Work instruction: Entries follow. Return each line that contains the word "ended".

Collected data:

....

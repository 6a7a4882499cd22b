//! Motion error type and numeric status codes.
//!
//! Every fallible operation returns `Result<T, MotionError>`. Callers that need
//! the integer status contract (0 = success, negative vendor codes passed
//! through, a fixed set of named coordinator codes) use [`MotionError::code`]
//! or [`status_code`].

use crate::config::ConfigError;
use crate::hal::driver::DriverError;
use std::path::PathBuf;
use thiserror::Error;

/// Success.
pub const NO_ERROR: i32 = 0;
/// A required parameter file is missing.
pub const FILE_NOT_EXIST: i32 = -1000;
/// A logical axis or IO index is out of range.
pub const ID_OUT_OF_RANGE: i32 = -1001;
/// A blocking wait exceeded its budget.
pub const TIME_OUT: i32 = -1002;
/// Negative limit asserted at the end of homing.
pub const NEL: i32 = -1003;
/// Positive limit asserted at the end of homing.
pub const PEL: i32 = -1004;
/// Interpolated axes are spread over more than one card.
pub const AXES_NOT_IN_ONE_CARD: i32 = -1005;
/// A parameter file exists but cannot be used.
pub const CONFIG_INVALID: i32 = -1006;
/// Reversed homing pass reported an unknown home status.
pub const HOME_FAILED: i32 = 1;

/// Errors produced by axis, IO and coordinator operations.
#[derive(Debug, Clone, PartialEq, Error)]
pub enum MotionError {
    /// Parameter file missing.
    #[error("Parameter file does not exist: {0}")]
    FileNotExist(PathBuf),

    /// Logical index outside the configured table.
    #[error("Id {id} out of range (count {count})")]
    IdOutOfRange {
        /// Requested index
        id: usize,
        /// Number of entries in the table
        count: usize,
    },

    /// Blocking wait exceeded its budget.
    #[error("{what} timed out after {seconds}s")]
    TimeOut {
        /// Which wait expired
        what: &'static str,
        /// Budget in seconds
        seconds: f64,
    },

    /// Homing ended with the negative limit asserted.
    #[error("Negative limit asserted")]
    NegativeLimit,

    /// Homing ended with the positive limit asserted.
    #[error("Positive limit asserted")]
    PositiveLimit,

    /// Interpolation requested across controller cards.
    #[error("Axes are not on one card")]
    AxesNotInOneCard,

    /// Home status register returned a value other than searching/success.
    #[error("Homing failed with home status {status}")]
    HomeFailed {
        /// Raw home status
        status: u16,
    },

    /// Parameter file unreadable as structured data or semantically invalid.
    #[error("Invalid configuration: {0}")]
    ConfigInvalid(String),

    /// Non-zero status returned by the driver, uninterpreted.
    #[error("Driver error {0}")]
    Driver(i32),
}

impl MotionError {
    /// Numeric status code of this error.
    pub const fn code(&self) -> i32 {
        match self {
            Self::FileNotExist(_) => FILE_NOT_EXIST,
            Self::IdOutOfRange { .. } => ID_OUT_OF_RANGE,
            Self::TimeOut { .. } => TIME_OUT,
            Self::NegativeLimit => NEL,
            Self::PositiveLimit => PEL,
            Self::AxesNotInOneCard => AXES_NOT_IN_ONE_CARD,
            Self::HomeFailed { .. } => HOME_FAILED,
            Self::ConfigInvalid(_) => CONFIG_INVALID,
            Self::Driver(code) => *code,
        }
    }

    /// True for the limit-switch outcomes of homing.
    pub const fn is_limit(&self) -> bool {
        matches!(self, Self::NegativeLimit | Self::PositiveLimit)
    }
}

impl From<DriverError> for MotionError {
    fn from(err: DriverError) -> Self {
        Self::Driver(err.0)
    }
}

impl From<ConfigError> for MotionError {
    fn from(err: ConfigError) -> Self {
        match err {
            ConfigError::FileNotFound(path) => Self::FileNotExist(path),
            other => Self::ConfigInvalid(other.to_string()),
        }
    }
}

/// Collapse a result into the integer status contract.
pub fn status_code<T>(result: &Result<T, MotionError>) -> i32 {
    match result {
        Ok(_) => NO_ERROR,
        Err(e) => e.code(),
    }
}

#[cfg(test)]
mod tests {
    use super::*;

    #[test]
    fn named_codes_match_contract() {
        assert_eq!(MotionError::FileNotExist(PathBuf::from("axis.toml")).code(), -1000);
        assert_eq!(MotionError::IdOutOfRange { id: 3, count: 2 }.code(), -1001);
        assert_eq!(
            MotionError::TimeOut {
                what: "motion",
                seconds: 1.0
            }
            .code(),
            -1002
        );
        assert_eq!(MotionError::NegativeLimit.code(), -1003);
        assert_eq!(MotionError::PositiveLimit.code(), -1004);
        assert_eq!(MotionError::AxesNotInOneCard.code(), -1005);
        assert_eq!(MotionError::HomeFailed { status: 7 }.code(), 1);
    }

    #[test]
    fn driver_codes_pass_through() {
        let err: MotionError = DriverError(-7).into();
        assert_eq!(err, MotionError::Driver(-7));
        assert_eq!(err.code(), -7);

        let err: MotionError = DriverError(42).into();
        assert_eq!(err.code(), 42);
    }

    #[test]
    fn status_code_of_ok_is_zero() {
        let ok: Result<(), MotionError> = Ok(());
        assert_eq!(status_code(&ok), NO_ERROR);
        let err: Result<(), MotionError> = Err(MotionError::AxesNotInOneCard);
        assert_eq!(status_code(&err), AXES_NOT_IN_ONE_CARD);
    }

    #[test]
    fn config_errors_map_to_motion_errors() {
        let missing = ConfigError::FileNotFound(PathBuf::from("/x/dio.toml"));
        assert!(matches!(MotionError::from(missing), MotionError::FileNotExist(_)));

        let parse = ConfigError::ParseError("bad".to_string());
        assert_eq!(MotionError::from(parse).code(), CONFIG_INVALID);
    }

    #[test]
    fn limit_outcomes() {
        assert!(MotionError::NegativeLimit.is_limit());
        assert!(MotionError::PositiveLimit.is_limit());
        assert!(!MotionError::AxesNotInOneCard.is_limit());
    }
}
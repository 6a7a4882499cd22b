//! Call log and scripted behaviours of the simulation driver.

use stage_common::hal::types::{
    CompareMode, CompareParams, ComparePoint, CoordConfig, HomeCommand, HwAxis, LinearCompare,
    LineSegment, PulseBurst, TrapProfile,
};
use std::path::PathBuf;

/// One recorded driver call with its arguments.
///
/// Variants are named after the `MotionDriver` method they record.
#[allow(missing_docs)]
#[derive(Debug, Clone, PartialEq)]
pub enum DriverCall {
    EnumerateCards,
    Open(u16),
    Close,
    ResetController,
    HomeInit,
    LoadCardConfig(u16, PathBuf),
    Enable(HwAxis),
    Disable(HwAxis),
    ReadStatus(HwAxis),
    ReadCommand(HwAxis),
    ReadEncoder(HwAxis),
    Home(HwAxis, HomeCommand),
    HomeStatus(HwAxis),
    ZeroPosition(HwAxis),
    SetTrapProfile(HwAxis, TrapProfile),
    SetTargetPosition(HwAxis, i32),
    SetTargetVelocity(HwAxis, f64),
    Update { card: u16, mask: u32 },
    ClearStatus(HwAxis),
    AxisResetEdge(HwAxis, bool),
    CompareStop(u16),
    CompareClear(u16),
    CompareMode(u16, CompareMode),
    CompareSetParams(u16, CompareParams),
    CompareUpload(u16, Vec<ComparePoint>),
    CompareStatus(u16),
    CompareStart(u16),
    CompareLinear(HwAxis, LinearCompare),
    ComparePulse(u16, PulseBurst),
    SetCoordParams(i16, CoordConfig),
    CoordClear(i16, i16),
    CoordLine(i16, i16, LineSegment),
    CoordStart(u16, u16),
    CoordStatus(i16, i16),
    ReadOutputs,
    ReadInputs(i16),
    SetOutputBit(u16, bool),
}

impl DriverCall {
    /// True for calls that only read state.
    pub fn is_read(&self) -> bool {
        matches!(
            self,
            Self::EnumerateCards
                | Self::ReadStatus(_)
                | Self::ReadCommand(_)
                | Self::ReadEncoder(_)
                | Self::HomeStatus(_)
                | Self::CompareStatus(_)
                | Self::CoordStatus(..)
                | Self::ReadOutputs
                | Self::ReadInputs(_)
        )
    }

    /// Hardware axis addressed by this call, if any.
    pub fn axis(&self) -> Option<HwAxis> {
        match self {
            Self::Enable(a)
            | Self::Disable(a)
            | Self::ReadStatus(a)
            | Self::ReadCommand(a)
            | Self::ReadEncoder(a)
            | Self::Home(a, _)
            | Self::HomeStatus(a)
            | Self::ZeroPosition(a)
            | Self::SetTrapProfile(a, _)
            | Self::SetTargetPosition(a, _)
            | Self::SetTargetVelocity(a, _)
            | Self::ClearStatus(a)
            | Self::AxisResetEdge(a, _)
            | Self::CompareLinear(a, _) => Some(*a),
            _ => None,
        }
    }
}

/// Predicate selecting calls that should fail.
pub type CallMatcher = fn(&DriverCall) -> bool;

/// How an axis responds to hardware homing.
#[derive(Debug, Clone, Copy, PartialEq, Eq, Default)]
pub enum HomeScript {
    /// The first pass finds the reference; the positive limit stays clear.
    #[default]
    Clean,
    /// The first pass stops on the positive limit. The reversed pass reports
    /// "searching" for `searching_polls` status reads, then success, and the
    /// limit releases.
    PositiveLimitFirst {
        /// Home status reads answered with "searching".
        searching_polls: u32,
    },
    /// Like `PositiveLimitFirst`, but the reversed pass ends on the negative limit.
    NegativeLimitAfterReverse,
    /// The first pass stops on the positive limit and the reversed pass
    /// reports the given raw home status.
    ReverseFails(u16),
}

impl HomeScript {
    /// True if the first pass ends on the positive limit.
    pub const fn hits_positive_limit(&self) -> bool {
        !matches!(self, Self::Clean)
    }
}
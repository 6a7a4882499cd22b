//! Simulation driver module.
//!
//! This module provides an in-memory motion controller for development and
//! testing without a controller card.

mod driver;
mod script;
mod state;

pub use driver::{ERR_CONFIG_FILE, ERR_NO_CARD, ERR_NOT_OPEN, SimulationDriver};
pub use script::{CallMatcher, DriverCall, HomeScript};

use stage_common::hal::driver::MotionDriver;
use std::sync::Arc;

/// Factory function to create a simulation driver instance.
pub fn create_driver() -> Arc<dyn MotionDriver> {
    Arc::new(SimulationDriver::new())
}
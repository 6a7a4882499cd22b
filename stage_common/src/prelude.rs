//! Prelude module for common re-exports.
//!
//! ```rust
//! use stage_common::prelude::*;
//! ```

// ─── Errors ─────────────────────────────────────────────────────────
pub use crate::error::{MotionError, status_code};

// ─── Configuration ──────────────────────────────────────────────────
pub use crate::config::{ConfigError, ConfigLoader, ConfigSaver, LogLevel, SharedConfig};

// ─── Units ──────────────────────────────────────────────────────────
pub use crate::units::UnitConverter;

// ─── Driver ─────────────────────────────────────────────────────────
pub use crate::hal::config::{
    AxisConfig, AxisTable, DigitalIoConfig, HomeDirection, HomeMode, HomeParams, IoTable,
    MotionParams,
};
pub use crate::hal::driver::{DriverError, DriverResult, HalError, MotionDriver};
pub use crate::hal::types::{HwAxis, MotionIo, StatusBits};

....

Written answer:
    /// Homing ended with the negative limit asserted.
    /// Homing ended with the positive limit asserted.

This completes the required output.